The Songs We Can't Escape

AMI DANG
"Live at Shakemore Ah Go Go, July 12, 2008"

It begins as a brushfire of kinked sitar chordage buffered by dull gray whorls, as if a Boeing starship were setting down somewhere nearby. It quickly becomes clear that the vessel's about to land on you—but the flanged fuckery carries on within the cavernous, expanding roar. When the dust settles and the ululating subsides, the air feels different. This bit of spellbinding sonic sorcery can be yours for the cost of the time and energy it takes to search Archive.org for "Ami Dang."

FOXBORO HOT TUBS
"Dark Side of Night"

I know, I know: Big-time rock superstars get restless, and bored. So between radio-friendly unit-shifters they go on these incognito larks for a giggle and little else. Scott Weiland does this sorta shit under his own name and it's not so bad.
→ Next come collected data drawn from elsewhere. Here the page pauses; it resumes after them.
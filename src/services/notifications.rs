use std::sync::Arc;

use chrono::Duration;
use sqlx::SqlitePool;

use crate::db::{AlertKey, Notification, NotificationFilter, NotificationRepository};
use crate::error::{AppError, AppResult};
use crate::services::clock::Clock;
use crate::services::retry::{retry_with_backoff, RetryPolicy};

/// Outcome of a check-then-emit attempt.
#[derive(Debug)]
pub enum Emission {
    Emitted(Notification),
    /// An alert with the same key was created inside the cooldown window.
    Suppressed,
    /// The insert failed; already logged.
    Failed,
}

impl Emission {
    pub fn is_emitted(&self) -> bool {
        matches!(self, Emission::Emitted(_))
    }
}

/// Cooldown checker and emitter for user-facing alerts.
///
/// Delivery is at-least-once: the cooldown check and the insert are separate
/// statements with no lock between them, so concurrent triggers for one key
/// can both get through.
pub struct NotificationService {
    pool: SqlitePool,
    clock: Arc<dyn Clock>,
    cooldown: Duration,
    retry: RetryPolicy,
}

impl NotificationService {
    pub fn new(pool: SqlitePool, clock: Arc<dyn Clock>, cooldown: Duration) -> Self {
        Self {
            pool,
            clock,
            cooldown,
            retry: RetryPolicy::default(),
        }
    }

    pub fn with_retry(mut self, retry: RetryPolicy) -> Self {
        self.retry = retry;
        self
    }

    /// Whether an alert with this key was created within the cooldown window
    /// (inclusive boundary).
    ///
    /// Fails open: a lookup error is logged and reported as "not recent".
    pub async fn has_recent_notification(&self, key: &AlertKey) -> bool {
        let since = (self.clock.now() - self.cooldown).naive_utc();

        match NotificationRepository::exists_since(&self.pool, key, since).await {
            Ok(found) => found,
            Err(e) => {
                tracing::error!(
                    "Cooldown lookup failed for user={} kind={} related={:?}: {}",
                    key.user_id,
                    key.kind.as_str(),
                    key.related_id,
                    e
                );
                false
            }
        }
    }

    /// Insert an unread notification. Does not check the cooldown.
    pub async fn create_notification(
        &self,
        key: &AlertKey,
        message: &str,
    ) -> AppResult<Notification> {
        let (pool, clock) = (&self.pool, &self.clock);

        retry_with_backoff(
            self.retry,
            "notification insert",
            AppError::is_transient,
            move || NotificationRepository::create(pool, key, message, clock.now().naive_utc()),
        )
        .await
    }

    /// Check the cooldown, then emit. Never fails the caller.
    pub async fn notify(&self, key: &AlertKey, message: &str) -> Emission {
        if self.has_recent_notification(key).await {
            tracing::debug!(
                "Suppressed {} for user={} related={:?}",
                key.kind.as_str(),
                key.user_id,
                key.related_id
            );
            return Emission::Suppressed;
        }

        match self.create_notification(key, message).await {
            Ok(n) => {
                tracing::info!(
                    "Created {} notification {} for user {}",
                    key.kind.as_str(),
                    n.id,
                    key.user_id
                );
                Emission::Emitted(n)
            }
            Err(e) => {
                tracing::error!(
                    "Failed to create {} notification for user {}: {}",
                    key.kind.as_str(),
                    key.user_id,
                    e
                );
                Emission::Failed
            }
        }
    }

    // ===== Inbox operations =====

    pub async fn list(
        &self,
        user_id: &str,
        filter: &NotificationFilter,
    ) -> AppResult<Vec<Notification>> {
        NotificationRepository::find_by_user(&self.pool, user_id, filter).await
    }

    pub async fn mark_read(&self, user_id: &str, id: &str) -> AppResult<()> {
        let now = self.clock.now().naive_utc();
        if !NotificationRepository::mark_read(&self.pool, user_id, id, now).await? {
            return Err(AppError::NotFound(
                "Notification not found or already read".to_string(),
            ));
        }
        Ok(())
    }

    pub async fn mark_all_read(&self, user_id: &str) -> AppResult<u64> {
        let now = self.clock.now().naive_utc();
        NotificationRepository::mark_all_read(&self.pool, user_id, now).await
    }

    pub async fn delete(&self, user_id: &str, id: &str) -> AppResult<()> {
        if !NotificationRepository::delete(&self.pool, user_id, id).await? {
            return Err(AppError::NotFound("Notification not found".to_string()));
        }
        Ok(())
    }

    pub async fn delete_all(&self, user_id: &str) -> AppResult<u64> {
        NotificationRepository::delete_all(&self.pool, user_id).await
    }
}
The same can't be said for U2 or for Green Day, whose glosses on classic rack as (har har) Foxboro Hot Tubs—"Dark Side of Night" is their go at the Zombies, I guess, and they 1) sound nothing like Green Day, and 2) add zilch to the overall musical canon that wasn't already there, moldering on oldies stations.

RAINBOW ARABIA
"Holiday in Congo"

These Echo Park, California, world-popsmiths toured with Gang Gang Dance recently, and it's not difficult to understand why: Ethnic chants that resolve into hiccupped exclamation marks, disciplined drum-circle ka-bum-bum-bum, staunch keyboard stabs that nail the exotic hook home with a vengeance. Promising; a duo to watch.

SANDMAN
"Anchor"

Hard to say which represents a greater risk for this Philly spitter: Ditching the Re-Up Gang to strike out solo or utilizing a sample of Queen's "We Will Rock You," as he does here. (Hip hop's rigid stance on alternative lifestyles: "No homo.") What's for sure: Sandman's intricate, hypnotic rhymes work fine without assists. What's not: just how many free-for-download mixtapes the guy will have to issue before someone hands him a contract.

YOUNG JEEZY
"By the Way"

I'm not sure if any rapper's been able to milk as much from a commonplace conversational phrase as Jeezy does here. What gruff (blue) magic could he wrest from "So yeah" or "As I was saying" or "At the end of the day," I wonder? Ay!